Bisnis

PTPN I Siap Dukung Bareskrim pada Proses Hukum Dugaan Kasus Korupsi EPCC PG Djatiroto Tahun 2016

JAKARTA – Manajemen PTPN I menggalang penuh proses hukum yang sedang dilaksanakan Bareskrim Polri melawan dugaan perbuatan pidana korupsi terkait pekerjaan proyek pengembangan serta modernisasi PG Djatiroto terintegrasi Engineering, Procurement, Construction and Commisioning (EPCC) 2016.

Manajemen juga siap bekerja mirip dengan penegak hukum agar perkara yang disebutkan dapat segera terungkap. Hal yang dimaksud disampaikan oleh Aris Handoyo, Sekretaris Perusahaan PTPN I (PTPN XI pada Desember 2023 telah lama bergabung ke PTPN I) dalam Jakarta, Selasa, 13 Agustus 2024.

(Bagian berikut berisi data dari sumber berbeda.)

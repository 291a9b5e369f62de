//! # Field Grammars
//!
//! Character-level rules for card text. Card text must survive being the
//! fragment of a URL, so only unreserved and sub-delimiter characters are
//! allowed, and the comma is reserved as the field separator.

/// Field separator in card text.
pub const FIELD_SEPARATOR: char = ',';

/// Characters allowed inside a single card field, besides ASCII alphanumerics.
const FIELD_PUNCTUATION: &[u8] = b"?:@._~!$&'()*+;=-/";

/// True for characters allowed inside one field (no comma, no whitespace).
pub fn is_field_char(c: char) -> bool {
    c.is_ascii_alphanumeric() || (c.is_ascii() && FIELD_PUNCTUATION.contains(&(c as u8)))
}

/// True if `s` is non-empty and every character is a field character.
pub fn is_field_text(s: &str) -> bool {
    !s.is_empty() && s.chars().all(is_field_char)
}

/// True if `s` is non-empty card text: field characters and separators.
pub fn is_card_text(s: &str) -> bool {
    !s.is_empty() && s.chars().all(|c| c == FIELD_SEPARATOR || is_field_char(c))
}

/// Callsigns: upper-case letters, digits, `/` and `-`.
///
/// Portable prefixes and suffixes (`EA8/AC1PZ/P`) and SWL identifiers
/// (`R62-SWL`) are both valid.
pub fn is_callsign(s: &str) -> bool {
    !s.is_empty()
        && s
            .bytes()
            .all(|b| b.is_ascii_uppercase() || b.is_ascii_digit() || b == b'/' || b == b'-')
}

/// Minimum and maximum Maidenhead locator lengths.
pub const GRID_MIN_LEN: usize = 4;
/// See [`GRID_MIN_LEN`].
pub const GRID_MAX_LEN: usize = 12;

/// Maidenhead locators: a field pair `A-R`, a square pair of digits, then any
/// number of letter pairs `A-X`, digit pairs, and letter pairs, in that order.
/// Case-insensitive, even length, 4 to 12 characters.
pub fn is_grid(s: &str) -> bool {
    let bytes = s.as_bytes();
    if bytes.len() < GRID_MIN_LEN || bytes.len() > GRID_MAX_LEN || bytes.len() % 2 != 0 {
        return false;
    }

    let field = |b: u8| matches!(b.to_ascii_uppercase(), b'A'..=b'R');
    let letter = |b: u8| matches!(b.to_ascii_uppercase(), b'A'..=b'X');
    let digit = |b: u8| b.is_ascii_digit();

    if !(field(bytes[0]) && field(bytes[1]) && digit(bytes[2]) && digit(bytes[3])) {
        return false;
    }

    // 0: leading letter pairs, 1: digit pairs, 2: trailing letter pairs.
    let mut phase = 0;
    for pair in bytes[4..].chunks(2) {
        if letter(pair[0]) && letter(pair[1]) {
            if phase == 1 {
                phase = 2;
            }
        } else if digit(pair[0]) && digit(pair[1]) {
            match phase {
                0 | 1 => phase = 1,
                _ => return false,
            }
        } else {
            return false;
        }
    }
    true
}
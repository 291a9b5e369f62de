//! # HQSL Service
//!
//! Wires the trusted root keys and the key directory client into the
//! [`QslVerificationApi`].
//!
//! The trusted key set and directory list are fixed at construction and
//! shared read-only by every verification, so one instance may serve
//! concurrent callers.

pub mod directory;
pub mod engine;

use std::sync::Arc;
use std::time::Duration;

use async_trait::async_trait;
use chrono::{DateTime, Utc};
use hqsl_card::Card;
use tokio::task::JoinHandle;
use tracing::info;

pub use directory::{KeyDirectoryClient, PUBLIC_KEY_BLOCK_END};

use crate::adapters::ReqwestTransport;
use crate::config::{ConfigError, HqslConfig, DEFAULT_KEY_SERVER, DEFAULT_TIMEOUT_MS};
use crate::domain::{
    certification_ranges, CertificationRange, DirectoryError, KeySource, PrivateKey, PublicKey,
    PublishError, SigningError, VerifiedCard, Verification,
};
use crate::ports::inbound::QslVerificationApi;
use crate::ports::outbound::{HkpTransport, KeyLookup};

/// HQSL verifier and signer.
pub struct HqslOpenPgp<T: HkpTransport + 'static = ReqwestTransport> {
    trusted_keys: Vec<PublicKey>,
    directory: KeyDirectoryClient<T>,
}

impl HqslOpenPgp<ReqwestTransport> {
    /// Create a verifier over HTTP(S).
    ///
    /// Trusted roots may be armored text, binary keyrings or parsed keys.
    /// An empty `key_servers` means [`DEFAULT_KEY_SERVER`]; `timeout`
    /// defaults to one second.
    ///
    /// # Errors
    /// * `ConfigError::Key` - a trusted key does not parse
    /// * `ConfigError::KeyServer` - a key server URL is unusable
    pub fn setup<I, K, S>(
        trusted_keys: I,
        key_servers: &[S],
        timeout: Option<Duration>,
    ) -> Result<Self, ConfigError>
    where
        I: IntoIterator<Item = K>,
        K: Into<KeySource>,
        S: AsRef<str>,
    {
        let mut keys = Vec::new();
        for source in trusted_keys {
            let source: KeySource = source.into();
            keys.extend(source.into_keys()?);
        }
        let servers: Vec<String> = if key_servers.is_empty() {
            vec![DEFAULT_KEY_SERVER.to_string()]
        } else {
            key_servers.iter().map(|s| s.as_ref().to_string()).collect()
        };
        let timeout = timeout
            .filter(|t| !t.is_zero())
            .unwrap_or(Duration::from_millis(DEFAULT_TIMEOUT_MS));
        Self::with_transport(Arc::new(ReqwestTransport::new()), keys, &servers, timeout)
    }

    /// Create a verifier from configuration, reading trusted key files.
    ///
    /// # Errors
    /// * anything [`HqslConfig::validate`] or [`HqslConfig::load_trusted_keys`] rejects
    pub fn from_config(config: &HqslConfig) -> Result<Self, ConfigError> {
        config.validate()?;
        let keys = config.load_trusted_keys()?;
        Self::with_transport(
            Arc::new(ReqwestTransport::new()),
            keys,
            &config.effective_key_servers(),
            config.timeout(),
        )
    }
}

impl<T: HkpTransport + 'static> HqslOpenPgp<T> {
    /// Create a verifier over any transport.
    ///
    /// # Errors
    /// * `ConfigError::KeyServer` - a key server URL is unusable
    pub fn with_transport<S: AsRef<str>>(
        transport: Arc<T>,
        trusted_keys: Vec<PublicKey>,
        key_servers: &[S],
        timeout: Duration,
    ) -> Result<Self, ConfigError> {
        let directory = KeyDirectoryClient::new(transport, key_servers, timeout)?;
        info!(
            trusted = trusted_keys.len(),
            key_servers = directory.servers().len(),
            timeout_ms = timeout.as_millis() as u64,
            "[hqsl] verifier ready"
        );
        Ok(Self {
            trusted_keys,
            directory,
        })
    }

    /// Trusted root keys.
    pub fn trusted_keys(&self) -> &[PublicKey] {
        &self.trusted_keys
    }

    /// The key directory client.
    pub fn directory(&self) -> &KeyDirectoryClient<T> {
        &self.directory
    }

    /// Verify a card and keep the result next to it.
    pub async fn verify_card(&self, card: Card) -> VerifiedCard {
        let verification = self.verify(&card).await;
        VerifiedCard { card, verification }
    }
}

#[async_trait]
impl<T: HkpTransport + 'static> QslVerificationApi for HqslOpenPgp<T> {
    async fn lookup(&self, query: &str) -> Result<Vec<PublicKey>, DirectoryError> {
        self.directory.lookup(query).await
    }

    async fn verify(&self, card: &Card) -> Verification {
        engine::verify(card, &self.directory, &self.trusted_keys).await
    }

    fn certification_ranges(&self, key: &PublicKey) -> Vec<CertificationRange> {
        certification_ranges(key, &self.trusted_keys)
    }

    fn sign(
        &self,
        card: Card,
        key: &PrivateKey,
        passphrase: Option<&str>,
        at: Option<DateTime<Utc>>,
    ) -> Result<Card, SigningError> {
        engine::sign(card, key, passphrase, at)
    }

    fn publish(
        &self,
        key: &PublicKey,
        target: Option<&str>,
    ) -> Result<Vec<JoinHandle<()>>, PublishError> {
        let armored = key.armored()?;
        Ok(self.directory.publish(armored, target)?)
    }
}
//! # Error Types
//!
//! Verification outcomes are not errors: they are [`Verdict`] values.
//! The types here cover malformed keys, unusable directories and failed
//! signing.
//!
//! [`Verdict`]: crate::domain::verdict::Verdict

use hqsl_card::CardError;
use thiserror::Error;

/// Errors from the OpenPGP layer.
#[derive(Debug, Clone, Error, PartialEq, Eq)]
pub enum OpenPgpError {
    /// The input held no OpenPGP certificates.
    #[error("No OpenPGP keys found")]
    NoKeys,

    /// A private key was required but the certificate has no secret material.
    #[error("Key {0} carries no secret key material")]
    NotPrivate(String),

    /// The OpenPGP library rejected the input.
    #[error("OpenPGP error: {0}")]
    Backend(String),
}

impl From<anyhow::Error> for OpenPgpError {
    fn from(e: anyhow::Error) -> Self {
        OpenPgpError::Backend(e.to_string())
    }
}

/// Key directory errors.
#[derive(Debug, Clone, Error, PartialEq, Eq)]
pub enum DirectoryError {
    /// Every configured directory was tried and none returned a key.
    #[error("Key not found")]
    NotFound,

    /// A directory URL could not be parsed.
    #[error("Invalid key server URL {url}: {reason}")]
    InvalidUrl {
        /// URL as given
        url: String,
        /// Parser complaint
        reason: String,
    },
}

/// Errors raised before a key publication is dispatched.
///
/// Failures of the publication requests themselves are only logged.
#[derive(Debug, Clone, Error, PartialEq, Eq)]
pub enum PublishError {
    /// The target key server URL is unusable.
    #[error(transparent)]
    Directory(#[from] DirectoryError),

    /// The key could not be armored.
    #[error(transparent)]
    Key(#[from] OpenPgpError),
}

/// Errors from signing a card.
#[derive(Debug, Clone, Error, PartialEq, Eq)]
pub enum SigningError {
    /// The card is not signable.
    #[error(transparent)]
    Card(#[from] CardError),

    /// The key has no usable signing-capable secret key.
    #[error("No usable signing key")]
    NoSigningKey,

    /// The secret key could not be unlocked with the given passphrase.
    #[error("Failed to decrypt private key: {0}")]
    Decrypt(String),

    /// Signature creation or serialization failed.
    #[error("Signing failed: {0}")]
    Crypto(String),
}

“Kami menghormati proses hukum pengusutan perkara EPCC PG Djatiroto 2016. Kami juga akan kooperatif, bekerja sama, kemudian memberikan informasi juga dokumen yang digunakan dibutuhkan oleh Bareskrim Polri pada membantu upaya pengusutan agar tindakan hukum ini dapat terungkap juga terpenuhi aspek keadilannya,” kata Aris, di keterangan tertulis, Kamis, 15 Agustus 2024.

Menurut Aris, PG Djatiroto pada waktu ini masih beroperasi dengan kapasitas terpasang 7.500-8.000 TCD serta tahun ini sedang proses giling sejak Mei sampai dengan November. Berdasarkan keterangan pers dari Wadirtipikor Bareskrim Polri, Kombes Arief Adiharsa, nilai kontrak proyek pengadaan yang dimaksud sebesar Rp871 miliar.

Bareskrim sedang melakukan penyidikan pada proses perencanaan, pelelangan, pelaksanaan maupun pembayaran yang dimaksud tak sesuai dengan aturan hukum yang berlaku, sehingga mengakibatkan proyek belum selesai serta diduga memunculkan kerugian negara.

Aris menyampaikan, sikap PTPN I ini sejalan dengan semangat bersih-bersih BUMN yang dimaksud digalakkan oleh Menteri BUMN Erick Thohir kemudian Holding Perkebunan Nusantara. Karena itu, semua SOP perusahaan wajib mengacu pada Good Corporate Governance (CCG). Selain itu PTPN I berazam menyelesaikan proyek PG Djatiroto untuk mengoptimalkan kapasitas produksinya yang pada waktu ini dijalankan melalui proses perdata dalam arbitrase BANI.

“Manajemen PTPN I terus-menerus berazam dan juga menjamin setiap proses pengadaan kemudian operasional perusahaan berjalan sesuai dengan GCG juga aturan yang dimaksud berlaku,” kata Aris.

Hal senada juga disampaikan oleh Sekretaris Korporasi PTPN III selaku induk perusahaan PTPN I, Misran. Menurut Misran, manajemen PTPN III berjanji untuk patuh menghadapi hukum yang dimaksud berlaku serta bersih-bersih BUMN dari segala bentuk tindakan korupsi.

“Kami menggalang penuh langkah hukum yang dimaksud ditempuh menghadapi persoalan hukum korupsi ini, sesuai dengan regulasi yang tersebut berlaku. Sejauh ini, insan PTPN Grup berjanji untuk Amanah sesuai dengan core value BUMN AKHLAK,” ucap Misran, pada Jakarta.

Sebagai informasi, pascaaksi korporasi dalam lingkungan PTPN Group awal Desember 2023, eks PTPN XI ketika ini telah dilakukan bergabung dan juga melebur pada bawah Sub Holding PTPN I. Sementara, PG Djatiroto pascaaksi korporasi spin off 2022 ketika ini berada di dalam bawah naungan PT Sinergi Gula Nusantara (SGN) yang dimaksud mengurus 36 pabrik gula yang tersebut tersebar pada seluruh Indonesia.